- **Instructions for the task**
Transcribe the stretch of entries below from the line with "the suggest and" through the line with "fn events_path() ->", exactly and with both ends included; leave out all other lines.

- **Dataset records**
####
//! Integration tests for the `focus` CLI binary.
//!
//! These tests use `assert_cmd` and `predicates` to exercise the suggest and
//! free subcommands through the actual binary, including stdin piping, file
//! output, clamping, fallback to tomorrow, and error handling.

// `Command::cargo_bin` was deprecated in assert_cmd 2.1.2 in favor of
// `cargo::cargo_bin_cmd!`. Allow it until we migrate.
#![allow(deprecated)]

use assert_cmd::Command;
use predicates::prelude::*;

/// Helper: path to the events.json fixture (overlapping 10:00-12:00 meetings).
fn events_path() -> &'static str {
    concat!(env!("CARGO_MANIFEST_DIR"), "/tests/fixtures/events.json")
}

/// Helper: path to the booked.json fixture (09:00-17:00 offsite).
fn booked_path() -> &'static str {
    concat!(env!("CARGO_MANIFEST_DIR"), "/tests/fixtures/booked.json")
}

/// Helper: run the binary and parse stdout as JSON.
fn run_json(args: &[&str]) -> serde_json::Value {
    let output = Command::cargo_bin("focus")
        .unwrap()
        .args(args)
        .output()
        .expect("focus should run");
    assert!(
        output.status.success(),
        "focus failed: {}",
        String::from_utf8_lossy(&output.stderr)
    );
    serde_json::from_slice(&output.stdout).expect("stdout must be JSON")
}

// ─────────────────────────────────────────────────────────────────────────────
// Suggest subcommand
// ─────────────────────────────────────────────────────────────────────────────

#[test]
fn suggest_first_hour_of_the_day() {
    let json = run_json(&[
        "suggest",
        "-i",
        events_path(),
        "--now",
        "2026-03-02T08:00:00Z",
    ]);

    assert_eq!(json["ok"], true);
    assert_eq!(json["suggestion"]["start"], "2026-03-02T09:00:00Z");
    assert_eq!(json["suggestion"]["end"], "2026-03-02T10:00:00Z");
    assert_eq!(
        json["suggestion"]["reason"],
        "Best 60-min focus window based on your calendar."
    );
}

#[test]
fn suggest_skips_past_and_busy_time() {
    // At 09:30 only 30 minutes remain before the meetings; next fit is 12:00.
    let json = run_json(&[
        "suggest",
        "-i",
        events_path(),
        "--now",
        "2026-03-02T09:30:00Z",
        "--duration",
        "45",
    ]);

    assert_eq!(json["suggestion"]["start"], "2026-03-02T12:00:00Z");
    assert_eq!(json["suggestion"]["end"], "2026-03-02T12:45:00Z");
}

#[test]
fn suggest_clamps_duration() {
    let json = run_json(&[
        "suggest",
        "-i",
        booked_path(),
        "--now",
        "2026-03-02T08:00:00Z",
        "--duration",
        "600",
    ]);

    // Clamped to 240 and pushed to tomorrow.
    assert_eq!(json["suggestion"]["start"], "2026-03-03T09:00:00Z");
    assert_eq!(json["suggestion"]["end"], "2026-03-03T13:00:00Z");
    assert_eq!(
        json["suggestion"]["reason"],
        "No slot today — suggesting tomorrow. Best 240-min focus window based on your calendar."
    );
}

#[test]
fn suggest_reads_events_from_stdin() {
    let events = std::fs::read_to_string(events_path()).unwrap();

    Command::cargo_bin("focus")
        .unwrap()
        .args(["suggest", "--now", "2026-03-02T08:00:00Z"])
        .write_stdin(events)
        .assert()
        .success()
        .stdout(predicate::str::contains("\"ok\": true"))
        .stdout(predicate::str::contains("2026-03-02T09:00:00Z"));
}

#[test]
fn suggest_accepts_event_timestamps_without_offset() {
    Command::cargo_bin("focus")
        .unwrap()
        .args(["suggest", "--now", "2026-03-02T08:00:00Z"])
        .write_stdin(r#"[{"start": "2026-03-02T09:00:00", "end": "2026-03-02T10:30:00"}]"#)
        .assert()
        .success()
        .stdout(predicate::str::contains("\"start\": \"2026-03-02T10:30:00Z\""));
}

#[test]
fn suggest_reports_no_slot_when_hours_are_full() {
    // One-hour working day, fully booked today and too short for 90 min tomorrow.
    let json = run_json(&[
        "suggest",
        "-i",
        booked_path(),
        "--now",
        "2026-03-02T08:00:00Z",
        "--duration",
        "90",
        "--start-hour",
        "9",
        "--end-hour",
        "10",
    ]);

    assert_eq!(json["ok"], false);
    assert_eq!(
        json["reason"],
        "No open block in today/tomorrow work hours. Try a shorter duration or widen hours."
    );
}

#[test]
fn suggest_writes_output_file() {
    let dir = tempfile::tempdir().unwrap();
    let out = dir.path().join("suggestion.json");

    Command::cargo_bin("focus")
        .unwrap()
        .args([
            "suggest",
            "-i",
            events_path(),
            "--now",
            "2026-03-02T08:00:00Z",
            "-o",
            out.to_str().unwrap(),
        ])
        .assert()
        .success();

    let content = std::fs::read_to_string(&out).expect("output file must exist");
    assert!(content.contains("suggestion"));
}

#[test]
fn suggest_rejects_inverted_hours() {
    Command::cargo_bin("focus")
        .unwrap()
        .args([
            "suggest",
            "-i",
            events_path(),
            "--start-hour",
            "17",
            "--end-hour",
            "9",
        ])
        .assert()
        .failure()
        .stderr(predicate::str::contains("Invalid working hours"));
}

#[test]
fn suggest_rejects_unknown_timezone() {
    Command::cargo_bin("focus")
        .unwrap()
        .args(["suggest", "-i", events_path(), "--timezone", "Nowhere/City"])
        .assert()
        .failure();
}

#[test]
fn suggest_invalid_events_json_fails() {
    Command::cargo_bin("focus")
        .unwrap()
        .args(["suggest", "--now", "2026-03-02T08:00:00Z"])
        .write_stdin("this is not valid json {{{")
        .assert()
        .failure()
        .stderr(predicate::str::contains("Failed to parse events JSON"));
}

#[test]
fn suggest_invalid_now_fails() {
    Command::cargo_bin("focus")
        .unwrap()
        .args(["suggest", "-i", events_path(), "--now", "yesterday"])
        .assert()
        .failure()
        .stderr(predicate::str::contains("Invalid datetime"));
}

// ─────────────────────────────────────────────────────────────────────────────
// Free subcommand
// ─────────────────────────────────────────────────────────────────────────────

#[test]
fn free_merges_overlapping_meetings() {
    let json = run_json(&[
        "free",
        "-i",
        events_path(),
        "--from",
        "2026-03-02T09:00:00Z",
        "--to",
        "2026-03-02T17:00:00Z",
    ]);

    let free = json.as_array().expect("free intervals array");
    assert_eq!(free.len(), 2);
    assert_eq!(free[0]["start"], "2026-03-02T09:00:00Z");
    assert_eq!(free[0]["end"], "2026-03-02T10:00:00Z");
    assert_eq!(free[1]["start"], "2026-03-02T12:00:00Z");
    assert_eq!(free[1]["end"], "2026-03-02T17:00:00Z");
}

#[test]
fn free_accepts_naive_timestamps_as_utc() {
    let json = run_json(&[
        "free",
        "-i",
        booked_path(),
        "--from",
        "2026-03-02T08:00:00",
        "--to",
        "2026-03-02T18:00:00",
    ]);

    let free = json.as_array().unwrap();
    assert_eq!(free.len(), 2);
    assert_eq!(free[0]["end"], "2026-03-02T09:00:00Z");
    assert_eq!(free[1]["start"], "2026-03-02T17:00:00Z");
}

#[test]
fn free_rejects_inverted_window() {
    Command::cargo_bin("focus")
        .unwrap()
        .args([
            "free",
            "-i",
            events_path(),
            "--from",
            "2026-03-02T17:00:00Z",
            "--to",
            "2026-03-02T09:00:00Z",
        ])
        .assert()
        .failure()
        .stderr(predicate::str::contains("--from must be before --to"));
}

#[test]
fn missing_subcommand_shows_usage() {
    Command::cargo_bin("focus")
        .unwrap()
        .assert()
        .failure()
        .stderr(predicate::str::contains("Usage"));
}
####
- **Answer box**
//! These tests use `assert_cmd` and `predicates` to exercise the suggest and
//! free subcommands through the actual binary, including stdin piping, file
//! output, clamping, fallback to tomorrow, and error handling.

// `Command::cargo_bin` was deprecated in assert_cmd 2.1.2 in favor of
// `cargo::cargo_bin_cmd!`. Allow it until we migrate.
#![allow(deprecated)]

use assert_cmd::Command;
use predicates::prelude::*;

/// Helper: path to the events.json fixture (overlapping 10:00-12:00 meetings).
fn events_path() -> &'static str {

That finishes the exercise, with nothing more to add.